RFC: Proposal: Deterministic Object Destruction

ooomzay at gmail.com ooomzay at gmail.com
Wed Feb 28 18:44:45 EST 2018


On Wednesday, February 28, 2018 at 11:02:17 PM UTC, Chris Angelico wrote:
> On Thu, Mar 1, 2018 at 9:51 AM,  ooomzay wrote:
> > Specification
> > =============
> >
> > When the last reference to an object goes out of scope the intepreter must synchronously, in the thread that releases the last reference, invoke the object's __del__() method and then free the memory occupied by that object.
> >
> 
> If it were that simple, why do you think it isn't currently mandated?

We know the implementation is feasible because CPython, the reference interpreter implementation, already does this. I am guessing that there is a lobby from garbage platforms where it would be harder to implement and integrate however the object of this proposal is the integrity of the language, not on making it easier to implement using garbage platforms.


> Here's one example: reference cycles. When do they get detected?

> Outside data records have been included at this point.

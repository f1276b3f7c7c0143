//! Concurrent map from node id to node handle
//!
//! Owned and passed in explicitly; there is no process-wide registry.
//! Entries are managed by whoever owns the node lifecycles. The broadcaster
//! only reads.

use super::node::{NodeHandle, NodeId};
use std::collections::HashMap;
use std::sync::Arc;
use tokio::sync::RwLock;
use tracing::debug;

#[derive(Clone, Default)]
pub struct NodeRegistry {
    nodes: Arc<RwLock<HashMap<NodeId, Arc<dyn NodeHandle>>>>,
}

impl NodeRegistry {
    pub fn new() -> Self {
        Self::default()
    }

    pub async fn get(&self, id: &NodeId) -> Option<Arc<dyn NodeHandle>> {
        self.nodes.read().await.get(id).cloned()
    }

    /// Register `handle` under `id`, returning the handle it displaced
    pub async fn insert(
        &self,
        id: NodeId,
        handle: Arc<dyn NodeHandle>,
    ) -> Option<Arc<dyn NodeHandle>> {
        debug!(node = %id, "Registering node");
        self.nodes.write().await.insert(id, handle)
    }

    pub async fn remove(&self, id: &NodeId) -> Option<Arc<dyn NodeHandle>> {
        debug!(node = %id, "Unregistering node");
        self.nodes.write().await.remove(id)
    }

    pub async fn contains(&self, id: &NodeId) -> bool {
        self.nodes.read().await.contains_key(id)
    }

    pub async fn len(&self) -> usize {
        self.nodes.read().await.len()
    }

    pub async fn is_empty(&self) -> bool {
        self.nodes.read().await.is_empty()
    }

    /// Registered ids, sorted
    pub async fn ids(&self) -> Vec<NodeId> {
        let mut ids: Vec<NodeId> = self.nodes.read().await.keys().cloned().collect();
        ids.sort();
        ids
    }
}

#[cfg(test)]
mod tests {
    use super::*;
    use crate::core_broadcast::node::EchoNode;

    #[tokio::test]
    async fn test_insert_get_remove() {
        let registry = NodeRegistry::new();
        assert!(registry.is_empty().await);

        let id = NodeId::from("a");
        assert!(registry.insert(id.clone(), Arc::new(EchoNode)).await.is_none());
        assert!(registry.contains(&id).await);
        assert!(registry.get(&id).await.is_some());

        // Re-registering hands back the previous handle
        assert!(registry.insert(id.clone(), Arc::new(EchoNode)).await.is_some());
        assert_eq!(registry.len().await, 1);

        assert!(registry.remove(&id).await.is_some());
        assert!(registry.get(&id).await.is_none());
        assert!(registry.remove(&id).await.is_none());
    }

    #[tokio::test]
    async fn test_clones_share_entries() {
        let registry = NodeRegistry::new();
        let other = registry.clone();

        other.insert(NodeId::from("b"), Arc::new(EchoNode)).await;
        other.insert(NodeId::from("a"), Arc::new(EchoNode)).await;

        assert_eq!(registry.ids().await, vec![NodeId::from("a"), NodeId::from("b")]);
    }
}
//! In-process broadcast: node registry, fan-out engine and reply wire format
//!
//! A caller hands the [`Broadcaster`] one message and a list of node ids.
//! Every registered node gets the message over its own duplex pipe pair and
//! the replies come back as one [`ReplyEnvelope`] with an entry per node.

pub mod engine;
pub mod errors;
pub mod node;
pub mod registry;
pub mod wire;

pub use engine::{BroadcastLimits, BroadcastOutcome, BroadcastState, Broadcaster};
pub use errors::{BroadcastError, DecodeError, EncodeError, LimitViolation, NodeError};
pub use node::{EchoNode, NodeHandle, NodeId};
pub use registry::NodeRegistry;
pub use wire::{FailureStage, MessageKind, RecipientError, ReplyEnvelope, ReplyPayload, Value};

Orphan cycle _detection_ is orthogonal to this proposal. As cycles are always a symptom of a design error I personally have little interest in them other than some facility to detect/debug and eliminate them from applications by design (another topic).


> Taking a really simple situation:
> 
> class Foo:
>     def __init__(self):
>         self.self = self
>         print("Creating a Foo")
>     def __del__(self):
>         print("Disposing of a Foo")
> 
> foo = Foo()
> foo = 1
> 
> When do you expect __del__ to be called? 

At the point of (re)assignment: "foo = 1"


> How do you implement this efficiently and reliably?

CPython already has a reliable and reasonably efficient implementation based on reference counting.